In P2 he struggled a lot but he liked me and I used it to try and help him. Every morning, I’d read to him. He’d make sound effects or get overly excited. I’d ask him questions, and he would use words, not sentences, to answer. What I would remember was how he would add very very to everything. The book is “very very very exciting” or “very very very sad.” We spent months, and his speaking would get better but his exams and written work wouldn’t. There was confusion over letters (b and d), sounds, and how to use different words like have and has.
 
The family background, like many of our students, was a struggle. The mother and father worked long hours. I never met them. They never came to the parent-teacher meetings or the open houses. They lived across the border in Mainland China and life was hard.
 
From P3 on, I wasn’t involved. He was always in trouble for not having his homework done. Sometimes it was the Chinese teacher, other times it was the maths teacher. He was always busy with trying to finish his homework or being punished for something done in class. He was pulled out our English lessons for drilling grammar points – all done in Cantonese. He’d still get excited to see me but couldn’t speak as much. What we worked on before was lost as I had less time with him.
 
Written work, worksheets and exams, are important to get through the Hong Kong Education system.

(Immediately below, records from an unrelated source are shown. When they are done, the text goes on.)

use chrono::{DateTime, Utc};
use serde::Serialize;
use std::path::{Path, PathBuf};
use tokio::fs;
use tracing::info;
use uuid::Uuid;

use crate::error::Result;
use crate::model::{SubtitleChunk, VideoSize};
use crate::subtitle::SubtitleTracks;

pub const FINAL_VIDEO_NAME: &str = "generated-reel.mp4";
pub const AUDIO_NAME: &str = "generated-reel-audio.wav";
pub const PREVIEW_TRACK_NAME: &str = "generated-reel.vtt";
pub const BURN_IN_TRACK_NAME: &str = "generated-reel.ass";
pub const MANIFEST_NAME: &str = "manifest.json";

/// A named downloadable blob
#[derive(Debug, Clone, Copy, PartialEq)]
pub struct Download<'a> {
    pub file_name: &'static str,
    pub bytes: &'a [u8],
}

/// Everything one generation run produced
#[derive(Debug, Clone)]
pub struct GeneratedArtifacts {
    pub run_id: Uuid,
    pub created_at: DateTime<Utc>,
    pub video_size: VideoSize,
    pub audio_wav: Vec<u8>,
    pub audio_duration_seconds: f64,
    pub chunks: Vec<SubtitleChunk>,
    pub tracks: SubtitleTracks,
    pub final_video: Option<Vec<u8>>,
}

#[derive(Debug, Serialize)]
struct Manifest<'a> {
    run_id: Uuid,
    created_at: DateTime<Utc>,
    video_size: VideoSize,
    audio_duration_seconds: f64,
    primary: &'static str,
    files: Vec<&'static str>,
    chunks: &'a [SubtitleChunk],
}

impl GeneratedArtifacts {
    /// The final video when one was composited, otherwise the narration audio.
    pub fn primary_download(&self) -> Download<'_> {
        match &self.final_video {
            Some(video) => Download { file_name: FINAL_VIDEO_NAME, bytes: video },
            None => Download { file_name: AUDIO_NAME, bytes: &self.audio_wav },
        }
    }

    /// Write every artifact plus a manifest into `dir`; returns the written paths.
    pub async fn save_to<P: AsRef<Path>>(&self, dir: P) -> Result<Vec<PathBuf>> {
        let dir = dir.as_ref();
        fs::create_dir_all(dir).await?;

        let mut files: Vec<(&'static str, &[u8])> = vec![
            (AUDIO_NAME, self.audio_wav.as_slice()),
            (PREVIEW_TRACK_NAME, self.tracks.preview.as_bytes()),
            (BURN_IN_TRACK_NAME, self.tracks.burn_in.as_bytes()),
        ];
        if let Some(video) = &self.final_video {
            files.push((FINAL_VIDEO_NAME, video.as_slice()));
        }

        let mut written = Vec::with_capacity(files.len() + 1);
        for (name, bytes) in &files {
            let path = dir.join(name);
            fs::write(&path, bytes).await?;
            written.push(path);
        }

        let manifest = Manifest {
            run_id: self.run_id,
            created_at: self.created_at,
            video_size: self.video_size,
            audio_duration_seconds: self.audio_duration_seconds,
            primary: self.primary_download().file_name,
            files: files.iter().map(|(name, _)| *name).collect(),
            chunks: &self.chunks,
        };
        let path = dir.join(MANIFEST_NAME);
        fs::write(&path, serde_json::to_vec_pretty(&manifest)?).await?;
        written.push(path);

        info!("Saved {} artifacts to {}", written.len(), dir.display());
        Ok(written)
    }
}

#[cfg(test)]
mod tests {
    use super::*;
    use crate::model::SubtitleStyle;
    use crate::subtitle::build_tracks;

    fn artifacts(final_video: Option<Vec<u8>>) -> GeneratedArtifacts {
        let chunks = vec![SubtitleChunk::new(" Hello", 0.0, 0.5)];
        let tracks = build_tracks(&chunks, &SubtitleStyle::default(), VideoSize::default());
        GeneratedArtifacts {
            run_id: Uuid::new_v4(),
            created_at: Utc::now(),
            video_size: VideoSize::default(),
            audio_wav: crate::wav::encode_wav(&[0.0; 8], 16000),
            audio_duration_seconds: 0.5,
            chunks,
            tracks,
            final_video,
        }
    }

    #[test]
    fn test_primary_download_naming() {
        let audio_only = artifacts(None);
        assert_eq!(audio_only.primary_download().file_name, "generated-reel-audio.wav");
        assert_eq!(audio_only.primary_download().bytes.len(), 44 + 16);

        let with_video = artifacts(Some(vec![1, 2, 3]));
        assert_eq!(with_video.primary_download().file_name, "generated-reel.mp4");
        assert_eq!(with_video.primary_download().bytes, &[1, 2, 3]);
    }

    #[tokio::test]
    async fn test_save_to_writes_files_and_manifest() {
        let dir = assert_fs::TempDir::new().unwrap();
        let run = artifacts(None);
        let written = run.save_to(dir.path()).await.unwrap();

        assert_eq!(written.len(), 4);
        assert!(dir.path().join(AUDIO_NAME).exists());
        assert!(!dir.path().join(FINAL_VIDEO_NAME).exists());

        let vtt = std::fs::read_to_string(dir.path().join(PREVIEW_TRACK_NAME)).unwrap();
        assert!(vtt.starts_with("WEBVTT"));

        let manifest: serde_json::Value =
            serde_json::from_str(&std::fs::read_to_string(dir.path().join(MANIFEST_NAME)).unwrap()).unwrap();
        assert_eq!(manifest["run_id"], run.run_id.to_string());
        assert_eq!(manifest["primary"], AUDIO_NAME);
        assert_eq!(manifest["video_size"], "9:16");
        assert_eq!(manifest["chunks"][0]["timestamp"][1], 0.5);
    }

    #[tokio::test]
    async fn test_save_to_includes_final_video() {
        let dir = tempfile::tempdir().unwrap();
        artifacts(Some(vec![0; 4])).save_to(dir.path()).await.unwrap();
        assert_eq!(std::fs::read(dir.path().join(FINAL_VIDEO_NAME)).unwrap(), vec![0; 4]);
    }
}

It is the focus of most English lessons since they measure how good a school is and determines the secondary schools the kids go too. It is not how language is not learned. We learn through speaking first, through reading and listening to give us enough information so we can speak and write it. Yes grammar is important for learning but it is not the only thing.
 
Focusing on grammar and writing kills the motivation for students to learn the language since some can’t get it. Examples through reading can’t be provided since there isn’t enough time to get through the other stuff. Grammar points are just drilled, explained in Cantonese but not shown in interesting story books. Drilling grammar makes for dry, boring lessons.
 
As Tony was hugging me, I got emotional not because it was his last day but because I worried about his future in secondary school and beyond. I worried future teachers won’t see the spark I saw in P1 & P2. I worried how he is not fully ready for it and will get further and further behind.
 
There were many students who were leaving who are exactly like Tony.